Saat itu ucapan saya dibriefing adalah, “Jika memilih sesuatu, pilih yang terbaik. Jangan memilih sesuatu yang kita sesali, yang bikin kita sebel dan membuat suasana hati tidak enak. Kalau kita melakukan sesuatu asal-asalan, hasilnya merugikan semua. Contohnya pisang ini. Si petani dapat uang sedikit karena pisang muda sudah dipetik dan dijual. Si pedagang dapat untung sedikit karena pisang muda murah harganya dan bisa jadi malah tidak bisa terjual. Mas Devay rugi karena jadi kena marah. Dan saya rugi karena pisang muda itu sepet dilidah nggak enak dimakan”

Hasil akhirnya, saya meminta mas Devay membawa pisang itu pulang. Saya nggak tahu apakah mas Devay mengolah semuanya atau tidak, namun besoknya ia mengakui pisangnya memang nggak enak dimakan, hehehe…

Penting sekali melakukan segala sesuatu sebaik mungkin sehingga itu saya sebut DNA Excellent dan saya sampai perlu melakukan briefing team, karena kalau bekerja asal-asalan dan serampangan, cepat atau lambat implikasinya besar sekali.

Kadang ada yang bilang, “Yahelah, soal kecil gitu saja kok…”. Nah justru itu. Justru karena soal kecil saja tidak bisa beres, bagaimana bisa membereskan soal besarnya…

Melakukan segala hal sebaik mungkin dan memberikan segala sesuatu yang terbaik yang bisa kita berikan tidak terkait dengan balasan atau reward. Kita tidak perlu menunggu melakukan yang terbaik hanya karena reward yang kita terima dirasa belum sepadan. Ini soal kepuasan batin dan peningkatan kualitas pribadi kita.

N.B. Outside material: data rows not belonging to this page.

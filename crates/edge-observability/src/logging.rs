//! Structured logging with page context.

use std::collections::BTreeMap;
use std::fmt;
use std::sync::{Arc, Mutex};

use serde::Serialize;

use crate::PageId;

/// Log level for structured logs.
#[derive(Debug, Clone, Copy, PartialEq, Eq, PartialOrd, Ord, Serialize)]
#[serde(rename_all = "lowercase")]
pub enum LogLevel {
    Trace,
    Debug,
    Info,
    Warn,
    Error,
}

impl fmt::Display for LogLevel {
    fn fmt(&self, f: &mut fmt::Formatter<'_>) -> fmt::Result {
        match self {
            Self::Trace => write!(f, "TRACE"),
            Self::Debug => write!(f, "DEBUG"),
            Self::Info => write!(f, "INFO"),
            Self::Warn => write!(f, "WARN"),
            Self::Error => write!(f, "ERROR"),
        }
    }
}

/// A structured log entry.
#[derive(Debug, Clone, Serialize)]
pub struct LogEntry {
    /// Log level.
    pub level: LogLevel,
    /// Log message.
    pub message: String,
    /// Page id for correlation.
    pub page_id: String,
    /// Component that emitted the entry (e.g. "cart", "variant").
    #[serde(skip_serializing_if = "Option::is_none")]
    pub component: Option<String>,
    /// Additional structured fields, sorted by key.
    #[serde(flatten)]
    pub fields: BTreeMap<String, serde_json::Value>,
}

impl LogEntry {
    /// Format as JSON string.
    pub fn to_json(&self) -> String {
        serde_json::to_string(self).unwrap_or_else(|_| self.message.clone())
    }

    /// Format as human-readable string.
    pub fn to_human(&self) -> String {
        let mut s = match &self.component {
            Some(component) => format!("[{}] {}: {}", self.level, component, self.message),
            None => format!("[{}] {}", self.level, self.message),
        };

        if !self.fields.is_empty() {
            s.push_str(" | ");
            let fields: Vec<String> = self
                .fields
                .iter()
                .map(|(k, v)| format!("{}={}", k, v))
                .collect();
            s.push_str(&fields.join(" "));
        }

        s
    }

    /// Get a field value as a string, if present.
    pub fn field(&self, key: &str) -> Option<String> {
        self.fields.get(key).map(|v| match v {
            serde_json::Value::String(s) => s.clone(),
            other => other.to_string(),
        })
    }
}

/// Output format for logs.
#[derive(Debug, Clone, Copy, Default, PartialEq, Eq)]
pub enum LogFormat {
    /// JSON format (for log aggregation).
    #[default]
    Json,
    /// Human-readable format (for development).
    Human,
}

/// Destination for log entries.
#[derive(Debug, Clone, Default)]
pub enum LogSink {
    /// Emit as `tracing` events at the matching level.
    #[default]
    Tracing,
    /// Keep entries in memory; shared between clones of the logger.
    Memory(Arc<Mutex<Vec<LogEntry>>>),
}

impl LogSink {
    /// Create an empty in-memory sink.
    pub fn memory() -> Self {
        Self::Memory(Arc::new(Mutex::new(Vec::new())))
    }
}

/// Structured logger with page context.
///
/// Cheap to clone; clones share the sink. Each component of the page takes a
/// clone scoped with [`StructuredLogger::for_component`].
#[derive(Debug, Clone)]
pub struct StructuredLogger {
    page_id: PageId,
    component: Option<String>,
    min_level: LogLevel,
    format: LogFormat,
    sink: LogSink,
}

impl StructuredLogger {
    /// Create a new logger for a page.
    pub fn new(page_id: PageId) -> Self {
        Self {
            page_id,
            component: None,
            min_level: LogLevel::Info,
            format: LogFormat::Json,
            sink: LogSink::Tracing,
        }
    }

    /// Set the component name.
    pub fn with_component(mut self, component: impl Into<String>) -> Self {
        self.component = Some(component.into());
        self
    }

    /// Set minimum log level.
    pub fn with_min_level(mut self, level: LogLevel) -> Self {
        self.min_level = level;
        self
    }

    /// Set output format.
    pub fn with_format(mut self, format: LogFormat) -> Self {
        self.format = format;
        self
    }

    /// Set the sink.
    pub fn with_sink(mut self, sink: LogSink) -> Self {
        self.sink = sink;
        self
    }

    /// Clone this logger scoped to another component.
    pub fn for_component(&self, component: impl Into<String>) -> Self {
        self.clone().with_component(component)
    }

    /// Log at debug level.
    pub fn debug(&self, message: &str) {
        self.log(LogLevel::Debug, message, BTreeMap::new());
    }

    /// Log at info level.
    pub fn info(&self, message: &str) {
        self.log(LogLevel::Info, message, BTreeMap::new());
    }

    /// Log at warn level.
    pub fn warn(&self, message: &str) {
        self.log(LogLevel::Warn, message, BTreeMap::new());
    }

    /// Log at error level.
    pub fn error(&self, message: &str) {
        self.log(LogLevel::Error, message, BTreeMap::new());
    }

    fn log(&self, level: LogLevel, message: &str, fields: BTreeMap<String, serde_json::Value>) {
        if level < self.min_level {
            return;
        }

        let entry = LogEntry {
            level,
            message: message.to_string(),
            page_id: self.page_id.to_string(),
            component: self.component.clone(),
            fields,
        };

        match &self.sink {
            LogSink::Tracing => {
                let output = match self.format {
                    LogFormat::Json => entry.to_json(),
                    LogFormat::Human => entry.to_human(),
                };
                match level {
                    LogLevel::Trace => tracing::trace!(target: "storefront", "{}", output),
                    LogLevel::Debug => tracing::debug!(target: "storefront", "{}", output),
                    LogLevel::Info => tracing::info!(target: "storefront", "{}", output),
                    LogLevel::Warn => tracing::warn!(target: "storefront", "{}", output),
                    LogLevel::Error => tracing::error!(target: "storefront", "{}", output),
                }
            }
            LogSink::Memory(entries) => {
                if let Ok(mut entries) = entries.lock() {
                    entries.push(entry);
                }
            }
        }
    }

    /// Get the page id.
    pub fn page_id(&self) -> &PageId {
        &self.page_id
    }

    /// Snapshot of the entries recorded by a memory sink.
    ///
    /// Empty for the tracing sink.
    pub fn recorded(&self) -> Vec<LogEntry> {
        match &self.sink {
            LogSink::Memory(entries) => entries.lock().map(|e| e.clone()).unwrap_or_default(),
            LogSink::Tracing => Vec::new(),
        }
    }
}

/// Builder for log entries with fluent API.
pub struct LogBuilder<'a> {
    logger: &'a StructuredLogger,
    level: LogLevel,
    message: String,
    fields: BTreeMap<String, serde_json::Value>,
}

impl<'a> LogBuilder<'a> {
    /// Create a new log builder.
    pub fn new(logger: &'a StructuredLogger, level: LogLevel, message: impl Into<String>) -> Self {
        Self {
            logger,
            level,
            message: message.into(),
            fields: BTreeMap::new(),
        }
    }

    /// Add a string field.
    pub fn field(mut self, key: &str, value: impl Into<String>) -> Self {
        self.fields
            .insert(key.to_string(), serde_json::json!(value.into()));
        self
    }

    /// Add an integer field.
    pub fn field_u64(mut self, key: &str, value: u64) -> Self {
        self.fields.insert(key.to_string(), serde_json::json!(value));
        self
    }

    /// Add a boolean field.
    pub fn field_bool(mut self, key: &str, value: bool) -> Self {
        self.fields.insert(key.to_string(), serde_json::json!(value));
        self
    }

    /// Emit the log entry.
    pub fn emit(self) {
        self.logger.log(self.level, &self.message, self.fields);
    }
}

impl StructuredLogger {
    /// Start building an info log entry.
    pub fn info_builder(&self, message: impl Into<String>) -> LogBuilder<'_> {
        LogBuilder::new(self, LogLevel::Info, message)
    }

    /// Start building a warn log entry.
    pub fn warn_builder(&self, message: impl Into<String>) -> LogBuilder<'_> {
        LogBuilder::new(self, LogLevel::Warn, message)
    }

    /// Start building an error log entry.
    pub fn error_builder(&self, message: impl Into<String>) -> LogBuilder<'_> {
        LogBuilder::new(self, LogLevel::Error, message)
    }

    /// Start building a debug log entry.
    pub fn debug_builder(&self, message: impl Into<String>) -> LogBuilder<'_> {
        LogBuilder::new(self, LogLevel::Debug, message)
    }
}

#[cfg(test)]
mod tests {
    use super::*;

    fn memory_logger() -> StructuredLogger {
        StructuredLogger::new(PageId::from_string("page-test")).with_sink(LogSink::memory())
    }

    #[test]
    fn test_min_level_filters() {
        let logger = memory_logger().with_min_level(LogLevel::Warn);
        logger.info("dropped");
        logger.warn("kept");
        let entries = logger.recorded();
        assert_eq!(entries.len(), 1);
        assert_eq!(entries[0].message, "kept");
    }

    #[test]
    fn test_component_clones_share_sink() {
        let logger = memory_logger();
        let cart = logger.for_component("cart");
        cart.info_builder("added")
            .field("sku", "SKU-1")
            .field_u64("count", 3)
            .emit();

        let entries = logger.recorded();
        assert_eq!(entries.len(), 1);
        assert_eq!(entries[0].component.as_deref(), Some("cart"));
        assert_eq!(entries[0].field("sku").as_deref(), Some("SKU-1"));
        assert_eq!(entries[0].field("count").as_deref(), Some("3"));
    }

    #[test]
    fn test_json_format_flattens_fields() {
        let logger = memory_logger().with_component("variant");
        logger.warn_builder("stale").field_bool("discarded", true).emit();
        let json = logger.recorded()[0].to_json();
        assert!(json.contains("\"level\":\"warn\""));
        assert!(json.contains("\"discarded\":true"));
        assert!(json.contains("\"page_id\":\"page-test\""));
    }

    #[test]
    fn test_human_format() {
        let logger = memory_logger().with_component("promo");
        logger.error_builder("rejected").field("code", "SAVE10").emit();
        let human = logger.recorded()[0].to_human();
        assert_eq!(human, "[ERROR] promo: rejected | code=\"SAVE10\"");
    }

    #[test]
    fn test_tracing_sink_records_nothing() {
        let logger = StructuredLogger::new(PageId::generate());
        logger.info("to tracing");
        assert!(logger.recorded().is_empty());
    }
}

Mungkin saja kita sudah memberikan yang terbaik namun perusahaan/tempat kerja seperti kurang menghargai secara maksimal. Tidak perlu khawatir dan jangan malah menurunkan standar kualitas kita. Jika terjadi kondisi seperti itu, bukan kita yang khawatir melainkan justru perusahaan yang harus khawatir.

Saya pernah membaca kisah Konosuke Matsushita, pendiri Matsushita corporation (Panasonic). Ia sudah mulai bekerja sejak masih muda sekali. Meski pekerjaan awalnya tidak keren, ia melakukan segalanya sebaik mungkin. Bukan hanya untuk sekedar makan penyambung hidup dan sekedar untuk gaji, melainkan untuk kepuasan batin dan kualitas hidup. Dari awalnya hanya pegawai rendahan hingga kemudian karirnya berkembang dan seterusnya membangun perusahaan sendiri.

Kisah sejenis bisa dibaca pada buku mengenai Toyotomi Hideyoshi, salah satu tokoh pemersatu Jepang. Salah satu keistimewaannya adalah bisa menemukan hal menarik disetiap pekerjaan yang ia jalani. Ia bekerja bukan sekedar untuk makan menghidupi tubuhnya namun juga untuk jiwanya. Jika mengacu ke bukunya Matsushita, judulnya sangat sesuai dengan prinsip tersebut, yaitu : “not for a bread alone”…

Jadi, lakukan hal sebaik mungkin, nanti rezeki akan mengikutinya… Hasil akhir, tidak akan pernah menghianati usaha Excellent Insight Day #18 : Memberikan yang Terbaik

Referensi Artikel :

  1. To Be Successful, Do Only What You Do Best

Action :

Tanamkan kedalam mindset kita untuk selalu melakukan segalanya dalam bentuk yang terbaik. Meski untuk pekerjaan yang menurut kita tidak keren. Jangan menunda karena ingin menunggu pekerjaan lain atau hal lain yang lebih sesuai. Jangan melakukan sesuatu hanya sekedar memenuhi kewajiban formalitas kita saja.